### [Task requirements]
If a line of the records holds the word "instants", copy it out.

Start of Excerpted data

//! Per-user sliding-window rate limiting for inbound chat messages.
//!
//! Each user keeps a log of admission instants. A message is admitted if
//! fewer than `max_messages` admissions fall within the trailing window,
//! so no 60-second span ever holds more than the limit.

use std::collections::VecDeque;
use std::time::Duration;

use dashmap::DashMap;
use parley_types::config::RateLimitConfig;
use tokio::time::Instant;

/// Default admissions per window.
const DEFAULT_MAX_MESSAGES: u32 = 60;

/// Default window length.
const DEFAULT_WINDOW: Duration = Duration::from_secs(60);

/// Sliding-window admission control keyed by user id.
pub struct RateLimiter {
    max_messages: u32,
    window: Duration,
    /// Admission instants per user, oldest first.
    windows: DashMap<String, VecDeque<Instant>>,
}

impl RateLimiter {
    pub fn new(max_messages: u32, window: Duration) -> Self {
        Self {
            max_messages,
            window,
            windows: DashMap::new(),
        }
    }

    pub fn from_config(config: &RateLimitConfig) -> Self {
        Self::new(config.max_messages, config.window())
    }

    fn evict(log: &mut VecDeque<Instant>, now: Instant, window: Duration) {
        while log
            .front()
            .is_some_and(|t| now.saturating_duration_since(*t) >= window)
        {
            log.pop_front();
        }
    }

    /// Admit one message from `user_id` if the window has room.
    ///
    /// A rejected attempt is not recorded, so it does not extend the
    /// user's penalty.
    pub fn allow(&self, user_id: &str) -> bool {
        let now = Instant::now();
        let mut entry = self.windows.entry(user_id.to_string()).or_default();
        let log = entry.value_mut();
        Self::evict(log, now, self.window);

        if log.len() >= self.max_messages as usize {
            return false;
        }
        log.push_back(now);
        true
    }

    /// Admissions `user_id` has left in the current window.
    pub fn remaining(&self, user_id: &str) -> u32 {
        let now = Instant::now();
        let used = self
            .windows
            .get_mut(user_id)
            .map(|mut log| {
                Self::evict(&mut log, now, self.window);
                log.len()
            })
            .unwrap_or(0);
        self.max_messages
            .saturating_sub(u32::try_from(used).unwrap_or(u32::MAX))
    }

    /// Forget a user's history.
    pub fn reset(&self, user_id: &str) {
        self.windows.remove(user_id);
    }

    /// Reset all counters (useful for testing).
    pub fn reset_all(&self) {
        self.windows.clear();
    }

    /// Drop users whose logs have fully aged out. Returns how many were removed.
    pub fn prune(&self) -> usize {
        let now = Instant::now();
        let before = self.windows.len();
        self.windows.retain(|_, log| {
            Self::evict(log, now, self.window);
            !log.is_empty()
        });
        before.saturating_sub(self.windows.len())
    }

    /// Users currently holding at least one admission record.
    pub fn tracked_users(&self) -> usize {
        self.windows.len()
    }

    pub fn max_messages(&self) -> u32 {
        self.max_messages
    }

    pub fn window(&self) -> Duration {
        self.window
    }
}

impl Default for RateLimiter {
    fn default() -> Self {
        Self::new(DEFAULT_MAX_MESSAGES, DEFAULT_WINDOW)
    }
}

impl std::fmt::Debug for RateLimiter {
    fn fmt(&self, f: &mut std::fmt::Formatter<'_>) -> std::fmt::Result {
        f.debug_struct("RateLimiter")
            .field("max_messages", &self.max_messages)
            .field("window", &self.window)
            .field("tracked_users", &self.windows.len())
            .finish()
    }
}
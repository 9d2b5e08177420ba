//! MessageRepository trait definition.

use parley_types::chat::{ChatMessage, MessageFilter, MessageStatus};
use parley_types::error::RepositoryError;
use uuid::Uuid;

/// Persistence for chat messages.
///
/// Every read that returns several messages returns them in canonical
/// session order: `(created_at, id)` ascending.
pub trait MessageRepository: Send + Sync {
    /// Insert a new message.
    fn create(
        &self,
        message: &ChatMessage,
    ) -> impl std::future::Future<Output = Result<ChatMessage, RepositoryError>> + Send;

    /// Replace the content, metadata and status of an existing message.
    ///
    /// Returns `RepositoryError::NotFound` if the message does not exist.
    fn update(
        &self,
        message: &ChatMessage,
    ) -> impl std::future::Future<Output = Result<(), RepositoryError>> + Send;

    /// Delete a single message. `NotFound` if it does not exist.
    fn delete(
        &self,
        id: &Uuid,
    ) -> impl std::future::Future<Output = Result<(), RepositoryError>> + Send;

    /// Get a message by its unique ID.
    fn get_by_id(
        &self,
        id: &Uuid,
    ) -> impl std::future::Future<Output = Result<Option<ChatMessage>, RepositoryError>> + Send;

    /// Page through a session's history from the newest end.
    ///
    /// `offset = 0` selects the `limit` most recent messages; larger offsets
    /// step back in time. The page itself is returned oldest first.
    fn get_by_session_id(
        &self,
        session_id: &Uuid,
        limit: i64,
        offset: i64,
    ) -> impl std::future::Future<Output = Result<Vec<ChatMessage>, RepositoryError>> + Send;

    /// Messages matching a filter, oldest first.
    fn list(
        &self,
        filter: &MessageFilter,
    ) -> impl std::future::Future<Output = Result<Vec<ChatMessage>, RepositoryError>> + Send;

    /// Case-insensitive substring search within one session, oldest first.
    fn search(
        &self,
        session_id: &Uuid,
        query: &str,
        limit: i64,
    ) -> impl std::future::Future<Output = Result<Vec<ChatMessage>, RepositoryError>> + Send;

    /// Set a message's delivery status. `NotFound` if it does not exist.
    fn update_status(
        &self,
        id: &Uuid,
        status: MessageStatus,
    ) -> impl std::future::Future<Output = Result<(), RepositoryError>> + Send;

    /// Delete every message in a session, returning how many were removed.
    fn delete_by_session_id(
        &self,
        session_id: &Uuid,
    ) -> impl std::future::Future<Output = Result<u64, RepositoryError>> + Send;

    /// Number of messages stored for a session.
    fn count_by_session(
        &self,
        session_id: &Uuid,
    ) -> impl std::future::Future<Output = Result<u64, RepositoryError>> + Send;
}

End of Excerpted data

### [Answer to this task]
//! Each user keeps a log of admission instants. A message is admitted if
    /// Admission instants per user, oldest first.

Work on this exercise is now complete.